Social media habits as expected or a big surprise?

The fact that some marketers post on over 10 social networks regularly surprised me. I’m maxed out on 4. And I would have thought more marketers would be using social media management tools of some sort. At the very least, using Twitter because of its faster and more furious pace than other networks. I was also somewhat surprised at how few marketers said they think video is important. I’m personally more inclined to read blog posts and other text content over video and podcasts, but there’s no shortage of hype about video’s brand-boosting power.

But that’s just my take on it. I asked Jay a few questions to find out what stood out for him and what he thinks other small business marketers can take away from it.

Q. How do you see the findings helping solopreneurs or small business owners who use social media?

A. One immediately actionable finding is that marketers who use software tools had less trouble achieving goals through social media, with 51 percent of those who used tools saying they found it “fairly easy” or “extremely easy” to optimize social content. That’s compared to only 35 percent of those who didn’t use tools. So with all the affordable and free options available, there’s really no good reason for marketers not to look into social media management software.

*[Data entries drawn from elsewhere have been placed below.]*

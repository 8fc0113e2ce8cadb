//! Constant-push opcodes.

use super::{DecodedOp, OpArgs, OpOutput};
use crate::execution_context::ExecutionContext;
use crate::execution_engine::ExecutionEngine;
use crate::limits::MAX_ITEM_SIZE;
use crate::op_code::OpCode;
use crate::stack_item::{bigint_from_bytes, bigint_to_bytes, StackItem};
use crate::{VmError, VmResult};
use num_bigint::BigInt;

pub(super) fn decode(op: OpCode, ctx: &mut ExecutionContext) -> VmResult<DecodedOp> {
    let byte = op.as_byte();
    match op {
        OpCode::PUSH0 => Ok(DecodedOp::simple(op, 0, 1, push_bytes)),
        OpCode::PUSHM1 => Ok(DecodedOp::simple(op, 0, 1, push_int)
            .with_operand(bigint_to_bytes(&BigInt::from(-1)))),
        _ if byte >= OpCode::PUSH1.as_byte() && byte <= OpCode::PUSH16.as_byte() => {
            let value = BigInt::from(byte - OpCode::PUSH1.as_byte() + 1);
            Ok(DecodedOp::simple(op, 0, 1, push_int).with_operand(bigint_to_bytes(&value)))
        }
        _ if byte >= OpCode::PUSHBYTES1.as_byte() && byte <= OpCode::PUSHBYTES75.as_byte() => {
            let operand = read_operand(ctx, byte as usize)?;
            Ok(DecodedOp::simple(op, 0, 1, push_bytes).with_operand(operand))
        }
        OpCode::PUSHDATA1 => {
            let length = ctx.script.byte_at(ctx.pc)? as usize;
            ctx.pc += 1;
            decode_data(op, ctx, length)
        }
        OpCode::PUSHDATA2 => {
            let bytes = read_operand(ctx, 2)?;
            let length = u16::from_le_bytes([bytes[0], bytes[1]]) as usize;
            decode_data(op, ctx, length)
        }
        OpCode::PUSHDATA4 => {
            let bytes = read_operand(ctx, 4)?;
            let length = u32::from_le_bytes([bytes[0], bytes[1], bytes[2], bytes[3]]) as usize;
            decode_data(op, ctx, length)
        }
        other => Err(VmError::UnknownOpCode {
            opcode: other.as_byte(),
        }),
    }
}

fn decode_data(op: OpCode, ctx: &mut ExecutionContext, length: usize) -> VmResult<DecodedOp> {
    if length > MAX_ITEM_SIZE {
        return Err(VmError::ItemTooLarge {
            size: length,
            max: MAX_ITEM_SIZE,
        });
    }
    let operand = read_operand(ctx, length)?;
    Ok(DecodedOp::simple(op, 0, 1, push_bytes).with_operand(operand))
}

fn read_operand(ctx: &mut ExecutionContext, count: usize) -> VmResult<Vec<u8>> {
    let bytes = ctx.script.slice(ctx.pc, count)?.to_vec();
    ctx.pc += count;
    Ok(bytes)
}

fn push_bytes(
    _engine: &mut ExecutionEngine,
    _ctx: &mut ExecutionContext,
    args: OpArgs,
) -> VmResult<OpOutput> {
    Ok(OpOutput::one(StackItem::ByteArray(args.operand)))
}

fn push_int(
    _engine: &mut ExecutionEngine,
    _ctx: &mut ExecutionContext,
    args: OpArgs,
) -> VmResult<OpOutput> {
    Ok(OpOutput::one(StackItem::Integer(bigint_from_bytes(
        &args.operand,
    ))))
}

Q. Was there anything in the results that surprised you? Why?

A. I was surprised by how many marketers planned their social media content out in advance. Forty-one percent said they prepared posts several days in advance, with another 10 percent saying they scheduled posts weeks or even months in advance. In addition, most posted multiple times a day across at least four social networks. So there’s little doubt that many marketers have made it a priority to consistently and systematically generate social content across a range of channels. However, whether or not that content is tailored effectively to achieve real results is still up for debate.
 

Q. Is there anything else you’d like to communicate about the study?

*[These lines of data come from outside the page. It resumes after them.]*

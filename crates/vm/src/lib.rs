//! The legacy Neo stack-based virtual machine.
//!
//! The VM interprets a bytecode script against a blockchain view, supplied
//! through the [`neo_ledger::Blockchain`] facade, and returns the final
//! operand stack, a halt/fault state, the remaining gas and the actions
//! (logs and notifications) the script emitted.
//!
//! ```
//! use neo_ledger::MemoryBlockchain;
//! use neo_vm::{EngineConfig, ExecutionEngine, OpCode, ScriptBuilder, VmState};
//! use neo_core::Fixed8;
//! use std::sync::Arc;
//!
//! let mut builder = ScriptBuilder::new();
//! builder.emit_push_int(2).emit_push_int(3).emit(OpCode::ADD).emit(OpCode::RET);
//!
//! let chain = Arc::new(MemoryBlockchain::new());
//! let mut engine = ExecutionEngine::new(chain, EngineConfig::default());
//! let result = engine.execute_script(builder.to_bytes(), Fixed8::from_int(1).unwrap());
//! assert_eq!(result.state, VmState::Halt);
//! ```

pub mod error;
pub mod evaluation_stack;
pub mod execution_context;
pub mod execution_engine;
pub mod limits;
pub mod op_code;
pub mod ops;
pub mod script;
pub mod script_builder;
pub mod stack_item;
pub mod syscall;

pub use error::{VmError, VmResult};
pub use evaluation_stack::EvaluationStack;
pub use execution_context::ExecutionContext;
pub use execution_engine::{EngineConfig, ExecutionEngine, ExecutionResult, VmState};
pub use op_code::OpCode;
pub use script::Script;
pub use script_builder::ScriptBuilder;
pub use stack_item::{ArrayRef, InteropObject, StackItem, StorageContext};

A. I found it very interesting how our source, Liz Strauss, interpreted some of these results. She felt it was backwards that more marketers prioritized visual content than prioritized the identification and targeting of specific sub-audiences. As she put it, “If you don’t know who your content is built for, then you’re not going to send them the right kinds of signals.” And this may suggest a troubling lack of understanding about basic strategic principles required to achieve real, measurable results through social media.

 

Your turn! Did any of the study results surprise you? How does your approach to social media differ from what most of the businesses reported in the survey?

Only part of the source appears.